Ferrocarril

La infraestructura ferroviaria representa uno de los activos logísticos de la mayor importancia, debido a que es el elemento principal dentro de la red logística que facilita el denominado transporte intermodal, donde varios modos de transporte combinan sus ventajas para lograr una mayor eficiencia.

El Sistema Ferroviario Mexicano está integrado por 26 mil 727 km de vías férreas, de las cuales 20 mil 722 km son troncales y ramales, y 6 mil 005 son secundarias, de las cuales 4 mil 450 km son vías auxiliares (patios y laderos) y 1 mil 500 km son propiedad de particulares, conectadas a las distintas vías troncales. Actualmente se encuentran concesionadas a consorcios privados para su operación 17 mil 799 km en 3 troncales principales y 3 líneas cortas, así como la Terminal Ferroviaria del Valle de México, a una sociedad de capital mixto, donde participa el gobierno federal con el 25% de las acciones. Por su parte, los 222 km de la línea del Istmo de Tehuantepec son administrados por el gobierno federal.

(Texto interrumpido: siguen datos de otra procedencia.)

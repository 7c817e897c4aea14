// Copyright 2024-2026 the Tern authors. MIT license.

//! Deterministic statement printer. Renders the coarse statement IR with
//! the renamer applied to every symbol occurrence. Not a general-purpose
//! JS printer: it never parses, and whitespace is the only thing
//! minification changes here.

use rustc_hash::FxHashMap;
use tern_common::Code;
use tern_common::ImportRecordIndex;
use tern_common::Piece;
use tern_common::SourceIndex;
use tern_common::Stmt;
use tern_common::SymbolRef;

use crate::graph::LinkerGraph;
use crate::graph::WrapKind;
use crate::options::BundleOptions;
use crate::options::OutputFormat;
use crate::rename::Renamer;
use crate::runtime::RuntimeSymbols;
use crate::scan::is_valid_identifier;

pub(crate) struct Printer<'a> {
  pub graph: &'a LinkerGraph,
  pub renamer: &'a Renamer,
  pub options: &'a BundleOptions,
  pub runtime: RuntimeSymbols,
  /// Entry chunk unique key per dynamically imported file; dynamic imports
  /// print these placeholders so the path substituter can patch them.
  pub dynamic_chunk_keys: &'a FxHashMap<SourceIndex, String>,
}

impl Printer<'_> {
  pub fn nl(&self) -> &'static str {
    if self.options.minify_whitespace {
      ""
    } else {
      "\n"
    }
  }

  pub fn symbol(&self, sym: SymbolRef) -> String {
    self.renamer.name_of(self.graph, sym)
  }

  /// An import-identifier occurrence: may lower to a namespace property
  /// access, or to `void 0` when the import is known missing.
  pub fn import_symbol(&self, sym: SymbolRef) -> String {
    let symbol = self.graph.symbols.get(sym);
    if symbol.flags.import_item_missing {
      return "void 0".to_string();
    }
    if let Some(alias) = &symbol.namespace_alias {
      return self.namespace_access(alias.namespace_ref, &alias.alias);
    }
    let canonical = self.graph.symbols.follow_read(sym);
    let canonical_symbol = self.graph.symbols.get(canonical);
    if canonical_symbol.flags.import_item_missing {
      return "void 0".to_string();
    }
    if let Some(alias) = &canonical_symbol.namespace_alias {
      return self.namespace_access(alias.namespace_ref, &alias.alias);
    }
    self.symbol(sym)
  }

  fn namespace_access(&self, ns: SymbolRef, prop: &str) -> String {
    let ns = self.symbol(ns);
    if is_valid_identifier(prop) {
      format!("{}.{}", ns, prop)
    } else {
      format!("{}[{:?}]", ns, prop)
    }
  }

  /// The expression a `require(...)` call site prints as.
  pub fn require_expr(&self, source: SourceIndex, record_index: ImportRecordIndex) -> String {
    let ast = self.graph.js_ast(source).expect("require in a JS file");
    let record = &ast.import_records[record_index.idx()];
    match record.source_index {
      None => {
        let call = self.external_require_call(&record.path);
        if record.wrap_with_to_esm {
          self.to_esm(call)
        } else {
          call
        }
      }
      Some(target) => {
        let target_meta = &self.graph.meta[target.idx()];
        let target_ast = self.graph.js_ast(target);
        match target_meta.wrap {
          WrapKind::Cjs => {
            let call = format!(
              "{}()",
              self.symbol(target_ast.expect("wrapped target is JS").wrapper_ref)
            );
            if record.wrap_with_to_esm {
              self.to_esm(call)
            } else {
              call
            }
          }
          WrapKind::Esm => {
            let target_ast = target_ast.expect("wrapped target is JS");
            format!(
              "({}(), {}({}))",
              self.symbol(target_ast.wrapper_ref),
              self.symbol(self.runtime.to_common_js),
              self.symbol(target_ast.exports_ref)
            )
          }
          WrapKind::None => "void 0".to_string(),
        }
      }
    }
  }

  /// The expression an `import(...)` call site prints as.
  pub fn dynamic_import_expr(
    &self,
    source: SourceIndex,
    record_index: ImportRecordIndex,
  ) -> String {
    let ast = self.graph.js_ast(source).expect("dynamic import in a JS file");
    let record = &ast.import_records[record_index.idx()];
    match record.source_index {
      None => {
        if self.options.output_format.keeps_import_export_syntax() {
          format!("import({:?})", record.path)
        } else {
          format!(
            "Promise.resolve().then(() => {})",
            self.to_esm(self.external_require_call(&record.path))
          )
        }
      }
      Some(target) => {
        if self.options.code_splitting {
          match self.dynamic_chunk_keys.get(&target) {
            Some(key) => format!("import({:?})", key),
            None => format!("import({:?})", record.path),
          }
        } else {
          // Inlined: resolve to the target's namespace object.
          let inner = match self.graph.meta[target.idx()].wrap {
            WrapKind::Esm => {
              let target_ast = self.graph.js_ast(target).expect("wrapped target is JS");
              format!(
                "({}(), {})",
                self.symbol(target_ast.wrapper_ref),
                self.symbol(target_ast.exports_ref)
              )
            }
            _ => self.require_expr(source, record_index),
          };
          format!("Promise.resolve().then(() => {})", inner)
        }
      }
    }
  }

  fn external_require_call(&self, path: &str) -> String {
    if self.options.output_format == OutputFormat::CommonJs {
      format!("require({:?})", path)
    } else {
      format!("{}({:?})", self.symbol(self.runtime.require), path)
    }
  }

  fn to_esm(&self, inner: String) -> String {
    let node_mode = if self.options.platform == crate::options::Platform::Node {
      ", 1"
    } else {
      ""
    };
    format!("{}({}{})", self.symbol(self.runtime.to_esm), inner, node_mode)
  }

  pub fn code(&self, source: SourceIndex, code: &Code) -> String {
    let mut out = String::new();
    for piece in &code.pieces {
      match piece {
        Piece::Text(text) => out.push_str(text),
        Piece::Ref(sym) => out.push_str(&self.symbol(*sym)),
        Piece::ImportRef(sym) => out.push_str(&self.import_symbol(*sym)),
        Piece::Require(record) => out.push_str(&self.require_expr(source, *record)),
        Piece::DynamicImport(record) => {
          out.push_str(&self.dynamic_import_expr(source, *record))
        }
      }
    }
    out
  }

  /// Raw statement form, used where import/export syntax survives into the
  /// output. The renderer rewrites most statements before printing; this
  /// handles whatever is left over.
  pub fn stmt(&self, source: SourceIndex, stmt: &Stmt) -> String {
    let ast = self.graph.js_ast(source).expect("printing a JS statement");
    match stmt {
      Stmt::Directive(text) => format!("{:?};{}", text, self.nl()),
      Stmt::Import {
        record,
        default_name,
        star_name,
        items,
      } => {
        let path = &ast.import_records[record.idx()].path;
        let mut clauses: Vec<String> = Vec::new();
        if let Some(default_name) = default_name {
          clauses.push(self.symbol(*default_name));
        }
        if let Some(star_name) = star_name {
          clauses.push(format!("* as {}", self.symbol(*star_name)));
        }
        if !items.is_empty() {
          let inner = items
            .iter()
            .map(|item| {
              let local = self.symbol(item.name);
              if local == item.alias {
                local
              } else {
                format!("{} as {}", item.alias, local)
              }
            })
            .collect::<Vec<_>>()
            .join(", ");
          clauses.push(format!("{{ {} }}", inner));
        }
        if clauses.is_empty() {
          format!("import {:?};{}", path, self.nl())
        } else {
          format!("import {} from {:?};{}", clauses.join(", "), path, self.nl())
        }
      }
      Stmt::ExportStar { record, alias } => {
        let path = &ast.import_records[record.idx()].path;
        match alias {
          Some(item) => {
            format!("export * as {} from {:?};{}", item.alias, path, self.nl())
          }
          None => format!("export * from {:?};{}", path, self.nl()),
        }
      }
      Stmt::ExportFrom { record, items, .. } => {
        let path = &ast.import_records[record.idx()].path;
        let inner = items
          .iter()
          .map(|item| item.alias.clone())
          .collect::<Vec<_>>()
          .join(", ");
        format!("export {{ {} }} from {:?};{}", inner, path, self.nl())
      }
      Stmt::ExportClause { items } => {
        let inner = items
          .iter()
          .map(|item| {
            let local = self.symbol(item.name);
            if local == item.alias {
              local
            } else {
              format!("{} as {}", local, item.alias)
            }
          })
          .collect::<Vec<_>>()
          .join(", ");
        format!("export {{ {} }};{}", inner, self.nl())
      }
      Stmt::ExportDefault {
        default_name,
        value,
      } => match value {
        tern_common::DefaultValue::Expr(code) => format!(
          "var {} = {};{}",
          self.symbol(*default_name),
          self.code(source, code),
          self.nl()
        ),
        tern_common::DefaultValue::Decl(code) => {
          format!("{}{}", self.code(source, code), self.nl())
        }
      },
      Stmt::Function { code, .. } | Stmt::Class { code, .. } => {
        format!("{}{}", self.code(source, code), self.nl())
      }
      Stmt::Local { kind, decls, .. } => {
        let inner = decls
          .iter()
          .map(|decl| match &decl.value {
            Some(value) => {
              format!("{} = {}", self.symbol(decl.name), self.code(source, value))
            }
            None => self.symbol(decl.name),
          })
          .collect::<Vec<_>>()
          .join(", ");
        format!("{} {};{}", kind.keyword(), inner, self.nl())
      }
      Stmt::Expr(code) => format!("{};{}", self.code(source, code), self.nl()),
    }
  }
}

Las troncales principales se denominan Ferrocarril del Noreste, asignada a la empresa norteamericana Kansas City Southern de México, con 4 mil 283 km; Ferrocarril del Pacífico Norte, concesionada a la empresa Ferromex con 8 mil 439 km, y el Ferrocarril del Sureste con 1 mil 954 km a la empresa Ferrosur. Entre las líneas cortas figuran el Ferrocarril Coahuila-Durango con 974 km; el Ferrocarril Chiapas-Mayab con 1 mil 558 km y la línea que corre de Salina Cruz, Oax. a Medias Aguas, Ver., con 222 km, y que es la única operada por un organismo de carácter público denominado Ferrocarril del Istmo de Tehuantepec.

La cobertura de la red ferroviaria comprende las rutas longitudinales del Distrito Federal a las fronteras de Nuevo Laredo, Piedras Negras y Matamoros en la región Noreste; del Distrito Federal a Cd. Juárez en la región Centro Norte, y del Distrito Federal a Nogales y Mexicali en la vertiente del Pacífico Noroeste, que incluye a los puertos de Mazatlán, Topolobampo y Guaymas. Hacia el sureste del país corre la ruta del Distrito Federal a Córdoba, Coatzacoalcos y Mérida, mientras hacia el sur, la ruta comprende la región del Istmo de Tehuantepec y el corredor de Ixtepec, Oaxaca, hasta Cd. Hidalgo, Chiapas, en la frontera con Guatemala.

Por su parte, los corredores ferroviarios transversales enlazan a los puertos marítimos más importantes que disponen de conectividad ferroviaria, entre los que se cuenta a Veracruz, Tampico y Altamira en el Golfo, y Manzanillo, Lázaro Cárdenas y Salina Cruz en el litoral del Pacífico. Otros corredores este-oeste enlazan Querétaro con Celaya, Irapuato y Guadalajara; Torreón con Monterrey y Matamoros; Topolobampo con la frontera de Ojinaga en Chihuahua, y Aguascalientes con San Luis Potosí y Tampico.

Hoy en día, con más de 15 años de operación privatizada del Sistema Ferroviario Mexicano, iniciada en junio de 1997, los concesionarios han invertido una suma considerable de recursos económicos que se han traducido en la modernización de vías, puentes, túneles, laderos, patios y otros componentes de la infraestructura, lo cual permite que la capacidad actual de carga por carro de cuatro ejes se sitúe en las 130 toneladas en casi la totalidad del sistema, con excepción de los corredores del Pacífico y la línea Topolobampo-Ojinaga con 120, así como las líneas de México al Sureste del país, las cuales oscilan entre 100 y 120 toneladas por carro.

Asimismo, se ha logrado incorporar modernos sistemas para el uso bidireccional de las vías, nuevos patios operativos, comunicaciones con tecnología de punta y dispositivos AEI para la ubicación dinámica de trenes.

 

 

Fuente: Elaboración propia con datos del Instituto Mexicano del Transporte de la SCT y portales de las empresas concesionadas del Sistema Ferroviario Mexicano.